The simulations of tropical convection and thermodynamic states in response to different imposed large-scale forcing are carried out by using a cloud-resolving model and are evaluated with the Tropical Ocean Global Atmosphere Coupled Ocean–Atmosphere Response Experiment observation. The model is forced either with imposed large-scale vertical velocity and horizontal temperature and moisture advections (model 1) or with imposed total temperature and moisture advections (model 2). The comparison of simulations with observations shows that bias in temperature and moisture simulations by model 1 is smaller than that by model 2. This indicates that the adjustment of the mean thermodynamic stability distribution by vertical advection in model 1 is responsible for better simulations.

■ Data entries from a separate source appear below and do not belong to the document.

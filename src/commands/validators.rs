use chrono_tz::Tz;
use lazy_static::lazy_static;
use regex::Regex;

use crate::commands::CommandError;
use crate::service::timezone::TimezoneService;
use crate::util::escape_backticks;

lazy_static! {
    static ref SWITCH_FRIEND_CODE: Regex = Regex::new(r"^SW-[0-9]{4}-[0-9]{4}-[0-9]{4}$").unwrap();
}

pub fn validate_friend_code(code: &str) -> Result<(), CommandError> {
    if SWITCH_FRIEND_CODE.is_match(code) {
        Ok(())
    } else {
        Err(CommandError::Validation(
            "Invalid Switch friend code, it should look like ``SW-1234-5678-9012``.".into(),
        ))
    }
}

/// Timeouts are whole seconds, zero turns the timeout off.
pub fn parse_timeout(input: &str) -> Result<u64, CommandError> {
    input.parse::<u64>().map_err(|_| {
        CommandError::Validation(format!(
            "``{}`` is not a valid number.",
            escape_backticks(input)
        ))
    })
}

pub async fn validate_timezone(service: &TimezoneService, name: &str) -> Result<Tz, CommandError> {
    service
        .resolve(name)
        .await
        .ok_or_else(|| CommandError::Validation("Invalid timezone.".into()))
}

/// Storing the value that is already stored is reported back instead of silently succeeding.
pub fn ensure_changed(current: &str, new: &str, message: String) -> Result<(), CommandError> {
    if current == new {
        Err(CommandError::DuplicateValue(message))
    } else {
        Ok(())
    }
}
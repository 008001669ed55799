use std::collections::HashMap;
use std::io::ErrorKind;
use std::path::PathBuf;

use serde::{Deserialize, Serialize};
use tracing::info;

use crate::database::settings::GuildSetting;
use crate::database::user_settings::UserSetting;

pub mod log_events;
pub mod settings;
pub mod user_settings;

#[derive(Debug, Default, Serialize, Deserialize)]
#[serde(default)]
pub struct SettingsSnapshot {
    pub guilds: HashMap<String, GuildSetting>,
    pub users: HashMap<String, UserSetting>,
}

/// Durable copy of every settings record, kept as a single JSON document.
pub struct SettingsRepository(pub PathBuf);

impl SettingsRepository {
    pub async fn load(&self) -> anyhow::Result<SettingsSnapshot> {
        let content = match tokio::fs::read(&self.0).await {
            Ok(content) => content,
            Err(err) if err.kind() == ErrorKind::NotFound => {
                info!(path = %self.0.display(), "no settings snapshot found, starting empty");
                return Ok(SettingsSnapshot::default());
            }
            Err(err) => return Err(err.into()),
        };

        let snapshot: SettingsSnapshot = serde_json::from_slice(&content)?;
        info!(
            guilds = snapshot.guilds.len(),
            users = snapshot.users.len(),
            "loaded settings snapshot"
        );

        Ok(snapshot)
    }

    pub async fn save(&self, snapshot: &SettingsSnapshot) -> anyhow::Result<()> {
        let content = serde_json::to_vec_pretty(snapshot)?;

        // rename is atomic, readers see either the old or the new snapshot
        let temp_path = self.0.with_extension("tmp");
        tokio::fs::write(&temp_path, content).await?;
        tokio::fs::rename(&temp_path, &self.0).await?;

        info!(
            guilds = snapshot.guilds.len(),
            users = snapshot.users.len(),
            "saved settings snapshot"
        );
        Ok(())
    }
}
use serde::{Deserialize, Serialize};

#[derive(Serialize, Deserialize)]
#[serde(rename_all = "camelCase")]
pub struct CommandRequestModel {
    pub user_id: String,
    pub channel_id: String,
    /// Command text starting at the settings domain, e.g. `server log enable all`.
    pub content: String,
    #[serde(default)]
    pub mentions: Vec<String>,
}
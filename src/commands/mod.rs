use async_recursion::async_recursion;
use async_trait::async_trait;
use serde::Serialize;
use smol_str::SmolStr;
use thiserror::Error;
use tracing::{debug, error};
use typemap_rev::TypeMapKey;

use crate::constants::{EMBED_COLOR, ERROR_COLOR, FIELDS_COLOR, SETTINGS_TITLE};
use crate::service::store::StoreError;
use crate::service::Services;
use crate::util::escape_backticks;

pub mod bot;
pub mod server;
pub mod user;
pub mod validators;

const DEFAULT_USAGE_ARGUMENTS: &str = "setting (value(s))";

#[derive(Clone, Copy, Debug, PartialEq, Eq, Serialize)]
#[serde(rename_all = "snake_case")]
pub enum ErrorKind {
    NotFound,
    Validation,
    DuplicateValue,
    MissingArgument,
    ExternalService,
    Internal,
}

#[derive(Clone, Copy, Debug, PartialEq, Eq, Serialize)]
#[serde(tag = "type", content = "error", rename_all = "snake_case")]
pub enum ResponseKind {
    Success,
    Usage,
    Error(ErrorKind),
}

#[derive(Clone, Debug, PartialEq, Eq, Serialize)]
pub struct ResponseField {
    pub name: String,
    pub value: String,
}

/// Result of a settings command, rendering is left to whoever sends it.
#[derive(Clone, Debug, PartialEq, Eq, Serialize)]
pub struct Response {
    pub kind: ResponseKind,
    pub title: String,
    pub body: String,
    pub fields: Vec<ResponseField>,
    pub color: u32,
}

impl Response {
    pub fn success(title: impl Into<String>, body: impl Into<String>) -> Response {
        Response {
            kind: ResponseKind::Success,
            title: title.into(),
            body: body.into(),
            fields: vec![],
            color: EMBED_COLOR,
        }
    }

    pub fn usage(title: impl Into<String>, body: impl Into<String>) -> Response {
        Response {
            kind: ResponseKind::Usage,
            ..Response::success(title, body)
        }
    }

    pub fn error(kind: ErrorKind, title: impl Into<String>, body: impl Into<String>) -> Response {
        Response {
            kind: ResponseKind::Error(kind),
            color: ERROR_COLOR,
            ..Response::success(title, body)
        }
    }

    pub fn field(mut self, name: impl Into<String>, value: impl Into<String>) -> Response {
        self.fields.push(ResponseField {
            name: name.into(),
            value: value.into(),
        });
        self.color = FIELDS_COLOR;
        self
    }

    pub fn is_error(&self) -> bool {
        matches!(self.kind, ResponseKind::Error(_))
    }

    pub fn error_kind(&self) -> Option<ErrorKind> {
        match self.kind {
            ResponseKind::Error(kind) => Some(kind),
            _ => None,
        }
    }
}

#[derive(Error, Debug)]
pub enum CommandError {
    #[error("{0}")]
    NotFound(String),
    #[error("{0}")]
    Validation(String),
    #[error("{0}")]
    DuplicateValue(String),
    #[error("{0}")]
    MissingArgument(String),
    #[error("{0}")]
    ExternalService(String),
    #[error("internal failure: {0}")]
    Internal(String),
}

impl From<StoreError> for CommandError {
    fn from(err: StoreError) -> Self {
        CommandError::Internal(err.to_string())
    }
}

impl CommandError {
    pub fn kind(&self) -> ErrorKind {
        match self {
            CommandError::NotFound(_) => ErrorKind::NotFound,
            CommandError::Validation(_) => ErrorKind::Validation,
            CommandError::DuplicateValue(_) => ErrorKind::DuplicateValue,
            CommandError::MissingArgument(_) => ErrorKind::MissingArgument,
            CommandError::ExternalService(_) => ErrorKind::ExternalService,
            CommandError::Internal(_) => ErrorKind::Internal,
        }
    }

    pub fn into_response(self, title: &str) -> Response {
        let kind = self.kind();
        let body = match self {
            CommandError::Internal(reason) => {
                error!(title = title, "failed to handle settings command {}", reason);
                "Something went wrong while handling this command, please try again later."
                    .to_string()
            }
            other => other.to_string(),
        };

        Response::error(kind, format!("{} Error", title), body)
    }
}

/// Who issued a command and where.
#[derive(Clone, Debug, Default)]
pub struct CommandContext {
    pub guild_id: SmolStr,
    pub user_id: SmolStr,
    pub channel_id: SmolStr,
    pub mentions: Vec<SmolStr>,
    /// Effective command prefix in this guild, used in usage examples.
    pub prefix: String,
}

#[async_trait]
pub trait SettingHandler {
    fn title(&self) -> &'static str;
    async fn handle(
        &self,
        args: &[&str],
        context: &CommandContext,
        services: &Services,
    ) -> Result<Response, CommandError>;
}

pub enum SettingNode {
    Group(SettingGroup),
    Handler(Box<dyn SettingHandler + Send + Sync>),
}

pub struct SettingChild {
    pub selectors: &'static [&'static str],
    pub description: &'static str,
    pub argument: &'static str,
    pub node: SettingNode,
}

/// Inner node of the settings tree, selects a child by the first remaining token.
pub struct SettingGroup {
    pub path: &'static str,
    pub title: &'static str,
    pub help_text: &'static str,
    pub usage_arguments: &'static str,
    /// Runs instead of the usage response when no tokens are left.
    pub default: Option<Box<dyn SettingHandler + Send + Sync>>,
    pub children: Vec<SettingChild>,
}

impl SettingGroup {
    pub fn new(path: &'static str, title: &'static str, help_text: &'static str) -> SettingGroup {
        SettingGroup {
            path,
            title,
            help_text,
            usage_arguments: DEFAULT_USAGE_ARGUMENTS,
            default: None,
            children: vec![],
        }
    }

    pub fn usage_arguments(mut self, usage_arguments: &'static str) -> SettingGroup {
        self.usage_arguments = usage_arguments;
        self
    }

    pub fn default_handler(
        mut self,
        handler: impl SettingHandler + Send + Sync + 'static,
    ) -> SettingGroup {
        self.default = Some(Box::new(handler));
        self
    }

    pub fn handler(
        mut self,
        selectors: &'static [&'static str],
        description: &'static str,
        argument: &'static str,
        handler: impl SettingHandler + Send + Sync + 'static,
    ) -> SettingGroup {
        self.children.push(SettingChild {
            selectors,
            description,
            argument,
            node: SettingNode::Handler(Box::new(handler)),
        });
        self
    }

    pub fn group(
        mut self,
        selectors: &'static [&'static str],
        description: &'static str,
        argument: &'static str,
        group: SettingGroup,
    ) -> SettingGroup {
        self.children.push(SettingChild {
            selectors,
            description,
            argument,
            node: SettingNode::Group(group),
        });
        self
    }

    pub fn find(&self, selector: &str) -> Option<&SettingChild> {
        self.children
            .iter()
            .find(|child| child.selectors.contains(&selector))
    }

    pub fn usage(&self, prefix: &str) -> Response {
        let command = if self.path.is_empty() {
            self.usage_arguments.to_string()
        } else {
            format!("{} {}", self.path, self.usage_arguments)
        };

        let mut response = Response::usage(
            format!("{} Help", self.title),
            format!("{}\n\nUsage: ``{}{}``", self.help_text, prefix, command),
        );
        for child in &self.children {
            response = response.field(
                child.selectors.join("/"),
                format!("{} ({})", child.description, child.argument),
            );
        }

        response
    }
}
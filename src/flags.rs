use argh::FromArgs;

fn default_logs_path() -> String {
    "./logs".into()
}

fn default_settings_path() -> String {
    "./settings.json".into()
}

#[derive(FromArgs)]
/// guild and user settings service
pub struct Flags {
    /// path to logs directory
    #[argh(option, default = "default_logs_path()")]
    pub logs_path: String,

    /// path to the settings snapshot, loaded on startup and written on shutdown
    #[argh(option, default = "default_settings_path()")]
    pub settings_path: String,
}
use async_trait::async_trait;
use lazy_static::lazy_static;
use regex::Regex;
use reqwest::{Client, ClientBuilder, StatusCode};
use thiserror::Error;
use tracing::error;
use typemap_rev::TypeMapKey;

use crate::config::Config;

const MAPPED_IDS_PATH: &str = "/v1/api/admin/mapped_ids";

lazy_static! {
    static ref OUT_ID: Regex = Regex::new(r"<out_id>\s*([0-9]+)\s*</out_id>").unwrap();
}

impl TypeMapKey for NintendoNetworkService {
    type Value = NintendoNetworkService;
}

#[derive(Error, Debug)]
pub enum NintendoNetworkError {
    #[error("request to account server failed: {0}")]
    Request(#[from] reqwest::Error),
    #[error("account server replied with status {0}")]
    Status(StatusCode),
    #[error("account server credentials are not configured")]
    MissingCredentials,
}

/// Existence checks for Nintendo Network IDs.
#[cfg_attr(test, mockall::automock)]
#[async_trait]
pub trait NintendoNetworkApi {
    async fn does_user_exist(&self, nnid: &str) -> Result<bool, NintendoNetworkError>;
}

/// Asks the Nintendo account server to map a user id to a principal id, a user exists when the
/// reply carries a non-empty `out_id`.
pub struct AccountServerClient {
    client: Client,
    base_url: String,
    client_id: String,
    client_secret: String,
}

impl AccountServerClient {
    pub fn new(config: &Config) -> anyhow::Result<AccountServerClient> {
        Ok(AccountServerClient {
            client: ClientBuilder::new().user_agent("clinet").build()?,
            base_url: config.nnid_api_url.trim_end_matches('/').to_string(),
            client_id: config.nnid_client_id.clone(),
            client_secret: config.nnid_client_secret.clone(),
        })
    }
}

fn contains_principal_id(body: &str) -> bool {
    OUT_ID.is_match(body)
}

#[async_trait]
impl NintendoNetworkApi for AccountServerClient {
    async fn does_user_exist(&self, nnid: &str) -> Result<bool, NintendoNetworkError> {
        if self.client_id.is_empty() || self.client_secret.is_empty() {
            return Err(NintendoNetworkError::MissingCredentials);
        }

        let response = self
            .client
            .get(format!("{}{}", self.base_url, MAPPED_IDS_PATH))
            .query(&[
                ("input_type", "user_id"),
                ("output_type", "pid"),
                ("input", nnid),
            ])
            .header("X-Nintendo-Client-ID", &self.client_id)
            .header("X-Nintendo-Client-Secret", &self.client_secret)
            .send()
            .await?;

        let status = response.status();
        if !status.is_success() {
            return Err(NintendoNetworkError::Status(status));
        }

        let body = response.text().await?;
        Ok(contains_principal_id(&body))
    }
}

pub struct NintendoNetworkService {
    api: Box<dyn NintendoNetworkApi + Send + Sync>,
}

impl NintendoNetworkService {
    pub fn new(api: Box<dyn NintendoNetworkApi + Send + Sync>) -> NintendoNetworkService {
        NintendoNetworkService { api }
    }

    pub async fn does_user_exist(&self, nnid: &str) -> Result<bool, NintendoNetworkError> {
        self.api.does_user_exist(nnid).await.map_err(|err| {
            error!(nnid = nnid, "failed to check nnid existence {}", err);
            err
        })
    }
}

#[cfg(test)]
mod tests {
    use super::*;

    #[test]
    fn principal_id_detection() {
        assert!(contains_principal_id(
            "<mapped_ids><mapped_id><in_id>someone</in_id><out_id>1799999999</out_id></mapped_id></mapped_ids>"
        ));
        assert!(!contains_principal_id(
            "<mapped_ids><mapped_id><in_id>nobody</in_id><out_id></out_id></mapped_id></mapped_ids>"
        ));
        assert!(!contains_principal_id("<mapped_ids/>"));
    }

    #[tokio::test]
    async fn unset_credentials_fail_without_a_request() {
        let config: Config = envy::from_iter(vec![(
            "NNID_API_URL".to_string(),
            "http://127.0.0.1:9".to_string(),
        )])
        .unwrap();
        let client = AccountServerClient::new(&config).unwrap();

        let service = NintendoNetworkService::new(Box::new(client));
        assert!(matches!(
            service.does_user_exist("someone").await,
            Err(NintendoNetworkError::MissingCredentials)
        ));
    }

    #[tokio::test]
    async fn service_passes_through_api_answers() {
        let mut api = MockNintendoNetworkApi::new();
        api.expect_does_user_exist()
            .withf(|nnid| nnid == "someone")
            .times(1)
            .returning(|_| Ok(true));

        let service = NintendoNetworkService::new(Box::new(api));
        assert!(service.does_user_exist("someone").await.unwrap());
    }

    #[tokio::test]
    async fn service_surfaces_status_errors() {
        let mut api = MockNintendoNetworkApi::new();
        api.expect_does_user_exist()
            .returning(|_| Err(NintendoNetworkError::Status(StatusCode::BAD_GATEWAY)));

        let service = NintendoNetworkService::new(Box::new(api));
        assert!(matches!(
            service.does_user_exist("someone").await,
            Err(NintendoNetworkError::Status(StatusCode::BAD_GATEWAY))
        ));
    }
}
use std::collections::HashMap;
use std::sync::Arc;

use moka::future::Cache;
use smol_str::SmolStr;
use thiserror::Error;
use tokio::sync::Mutex;
use tracing::error;

#[derive(Error, Debug, PartialEq, Eq)]
pub enum StoreError {
    #[error("no settings record was provisioned for {0}")]
    NotProvisioned(SmolStr),
}

/// Settings records keyed by entity id, one lock per record.
///
/// Commands for the same id are serialized through that id's lock, commands for different ids never
/// wait on each other. The backing cache is built without capacity or expiry so records live for
/// as long as the process does.
pub struct KeyedStore<V> {
    records: Cache<SmolStr, Arc<Mutex<V>>>,
}

impl<V> KeyedStore<V>
where
    V: Clone + Default + Send + Sync + 'static,
{
    pub fn new() -> KeyedStore<V> {
        KeyedStore {
            records: Cache::builder().build(),
        }
    }

    /// Provisions a default record for `id` unless one already exists.
    ///
    /// Concurrent callers for the same id are coalesced, the record is only created once.
    pub async fn ensure(&self, id: &str) -> Arc<Mutex<V>> {
        self.records
            .get_with(SmolStr::new(id), async { Arc::new(Mutex::new(V::default())) })
            .await
    }

    pub fn contains(&self, id: &str) -> bool {
        self.records.contains_key(id)
    }

    pub async fn get(&self, id: &str) -> Result<Arc<Mutex<V>>, StoreError> {
        match self.records.get(id).await {
            Some(record) => Ok(record),
            None => {
                error!(id = id, "settings record requested before it was provisioned");
                Err(StoreError::NotProvisioned(SmolStr::new(id)))
            }
        }
    }

    pub async fn read<R>(&self, id: &str, reader: impl FnOnce(&V) -> R) -> Result<R, StoreError> {
        let record = self.get(id).await?;
        let guard = record.lock().await;
        Ok(reader(&guard))
    }

    pub async fn update<R>(
        &self,
        id: &str,
        writer: impl FnOnce(&mut V) -> R,
    ) -> Result<R, StoreError> {
        let record = self.get(id).await?;
        let mut guard = record.lock().await;
        Ok(writer(&mut guard))
    }

    /// Replaces the record for `id`, used when restoring a snapshot.
    pub async fn insert(&self, id: &str, value: V) {
        let record = self.ensure(id).await;
        *record.lock().await = value;
    }

    pub async fn snapshot(&self) -> HashMap<String, V> {
        let entries: Vec<(Arc<SmolStr>, Arc<Mutex<V>>)> = self.records.iter().collect();

        let mut records = HashMap::with_capacity(entries.len());
        for (id, record) in entries {
            let value = record.lock().await.clone();
            records.insert(id.to_string(), value);
        }

        records
    }
}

Model 1 is used to examine effects of different parameterized solar radiative and cloud microphysical processes. A revised parameterization scheme for cloud single scattering properties in solar radiation calculations is found to generate more solar heating in the upper troposphere and less heating in the middle and lower troposphere. The change in the vertical heating distribution is suggested to stabilize the environment and to cause less stratiform cloud that further induces stabilization through cloud–IR interaction. The revised scheme also causes a drier middle and lower troposphere by weakening vertical moisture flux convergence. Also tested is the effect of a revised parameterization scheme for cloud microphysical processes that tends to generate more ice clouds. The cloud-induced thermal effect in which less ice cloud leads to less infrared cooling at cloud top and more heating below cloud top is similar to the effect of no cloud–radiation interaction shown in a sensitivity experiment. However, the exclusion of cloud–radiation interaction causes drying by enhancing condensation, and the reduction of ice clouds by the microphysics scheme induces moistening by suppressing condensation.